▶ _Exercise aim_
Search the data for the word "page" and copy out every line that has it.

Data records
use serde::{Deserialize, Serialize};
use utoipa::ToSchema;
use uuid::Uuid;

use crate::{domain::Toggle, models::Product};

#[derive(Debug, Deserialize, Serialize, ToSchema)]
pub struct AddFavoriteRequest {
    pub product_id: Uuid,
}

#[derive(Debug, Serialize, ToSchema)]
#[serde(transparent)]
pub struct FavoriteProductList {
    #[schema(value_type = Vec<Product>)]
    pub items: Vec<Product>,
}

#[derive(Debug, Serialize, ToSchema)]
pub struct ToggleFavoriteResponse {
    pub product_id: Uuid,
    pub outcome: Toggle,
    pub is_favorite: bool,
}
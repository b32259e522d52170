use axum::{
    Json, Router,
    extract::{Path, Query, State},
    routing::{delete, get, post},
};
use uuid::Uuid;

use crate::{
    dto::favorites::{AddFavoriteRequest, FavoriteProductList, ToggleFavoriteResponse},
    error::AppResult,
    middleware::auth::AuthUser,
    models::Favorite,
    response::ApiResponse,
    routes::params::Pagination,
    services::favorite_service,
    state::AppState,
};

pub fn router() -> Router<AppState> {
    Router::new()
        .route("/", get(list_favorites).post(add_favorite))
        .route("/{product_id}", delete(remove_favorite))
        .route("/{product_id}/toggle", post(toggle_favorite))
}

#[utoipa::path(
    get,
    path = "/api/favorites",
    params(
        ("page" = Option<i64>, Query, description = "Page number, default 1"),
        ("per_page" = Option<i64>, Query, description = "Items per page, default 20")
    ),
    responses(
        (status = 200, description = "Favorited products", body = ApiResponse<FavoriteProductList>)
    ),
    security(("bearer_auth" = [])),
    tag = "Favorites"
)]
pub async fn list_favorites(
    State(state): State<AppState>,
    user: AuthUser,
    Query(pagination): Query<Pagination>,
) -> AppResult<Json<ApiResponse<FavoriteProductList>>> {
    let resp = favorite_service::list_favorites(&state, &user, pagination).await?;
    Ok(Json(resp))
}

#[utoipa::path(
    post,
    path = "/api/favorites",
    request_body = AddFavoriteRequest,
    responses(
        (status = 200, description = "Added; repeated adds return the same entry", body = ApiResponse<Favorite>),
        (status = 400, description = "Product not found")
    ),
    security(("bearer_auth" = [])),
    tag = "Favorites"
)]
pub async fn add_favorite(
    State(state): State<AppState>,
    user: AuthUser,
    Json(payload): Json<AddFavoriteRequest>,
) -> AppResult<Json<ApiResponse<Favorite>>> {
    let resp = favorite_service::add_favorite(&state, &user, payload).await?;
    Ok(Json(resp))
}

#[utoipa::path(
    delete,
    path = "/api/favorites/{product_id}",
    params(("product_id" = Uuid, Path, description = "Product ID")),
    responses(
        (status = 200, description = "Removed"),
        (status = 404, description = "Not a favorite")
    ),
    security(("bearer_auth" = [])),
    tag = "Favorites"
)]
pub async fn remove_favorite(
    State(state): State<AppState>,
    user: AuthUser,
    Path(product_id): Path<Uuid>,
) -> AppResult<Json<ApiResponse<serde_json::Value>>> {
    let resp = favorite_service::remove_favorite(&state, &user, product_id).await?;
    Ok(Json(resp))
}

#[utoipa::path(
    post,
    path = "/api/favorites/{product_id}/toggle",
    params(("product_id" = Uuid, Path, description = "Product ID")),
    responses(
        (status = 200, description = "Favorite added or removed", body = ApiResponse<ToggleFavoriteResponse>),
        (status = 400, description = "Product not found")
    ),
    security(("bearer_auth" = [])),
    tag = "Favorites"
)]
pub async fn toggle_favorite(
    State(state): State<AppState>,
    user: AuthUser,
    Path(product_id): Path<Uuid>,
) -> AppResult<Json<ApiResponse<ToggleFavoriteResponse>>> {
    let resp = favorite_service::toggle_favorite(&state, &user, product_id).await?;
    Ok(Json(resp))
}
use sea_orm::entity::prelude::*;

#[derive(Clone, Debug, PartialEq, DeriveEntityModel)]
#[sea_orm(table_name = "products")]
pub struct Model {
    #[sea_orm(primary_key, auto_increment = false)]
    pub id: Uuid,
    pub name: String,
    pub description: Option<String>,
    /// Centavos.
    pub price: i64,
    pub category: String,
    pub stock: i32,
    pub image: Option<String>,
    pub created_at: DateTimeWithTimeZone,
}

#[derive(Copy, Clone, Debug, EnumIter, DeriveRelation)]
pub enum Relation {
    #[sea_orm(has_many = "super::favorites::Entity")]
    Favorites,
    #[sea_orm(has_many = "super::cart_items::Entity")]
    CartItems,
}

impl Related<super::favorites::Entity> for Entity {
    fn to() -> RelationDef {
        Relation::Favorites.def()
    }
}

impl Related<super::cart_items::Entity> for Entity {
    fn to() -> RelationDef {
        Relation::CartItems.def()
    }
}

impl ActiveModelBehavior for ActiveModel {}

▶ _Solution_
        ("page" = Option<i64>, Query, description = "Page number, default 1"),
        ("per_page" = Option<i64>, Query, description = "Items per page, default 20")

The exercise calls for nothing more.